Records for this task Start Marker

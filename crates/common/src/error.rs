//! Common error types for hostspec.

use thiserror::Error;

/// Error type for target access and other shared plumbing.
#[derive(Error, Debug)]
pub enum Error {
    #[error("IO error: {0}")]
    Io(#[from] std::io::Error),

    #[error("JSON error: {0}")]
    Json(#[from] serde_json::Error),

    #[error("SSH connection failed: {0}")]
    SshConnection(String),

    #[error("SSH authentication failed: {0}")]
    SshAuth(String),

    #[error("Command execution failed: {cmd} - {reason}")]
    CommandExecution { cmd: String, reason: String },

    #[error("Command timed out after {seconds}s: {cmd}")]
    CommandTimeout { cmd: String, seconds: u64 },

    #[error("Unsupported OS: {0}")]
    UnsupportedOs(String),

    #[error("Invalid target: {0}")]
    InvalidTarget(String),

    #[error("Configuration error: {0}")]
    Config(String),

    #[error("{0}")]
    Other(String),
}

/// Result type alias using common Error.
pub type Result<T> = std::result::Result<T, Error>;

impl From<anyhow::Error> for Error {
    fn from(e: anyhow::Error) -> Self {
        Error::Other(format!("{:#}", e))
    }
}

impl Error {
    /// Whether the error came from a deadline rather than the target itself.
    pub fn is_timeout(&self) -> bool {
        matches!(self, Error::CommandTimeout { .. })
    }
}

Records for this task End Marker

Give back exactly the lines from the line containing "pub type Result<T>" to the end of the entries, and no other lines.

pub type Result<T> = std::result::Result<T, Error>;

impl From<anyhow::Error> for Error {
    fn from(e: anyhow::Error) -> Self {
        Error::Other(format!("{:#}", e))
    }
}

impl Error {
    /// Whether the error came from a deadline rather than the target itself.
    pub fn is_timeout(&self) -> bool {
        matches!(self, Error::CommandTimeout { .. })
    }
}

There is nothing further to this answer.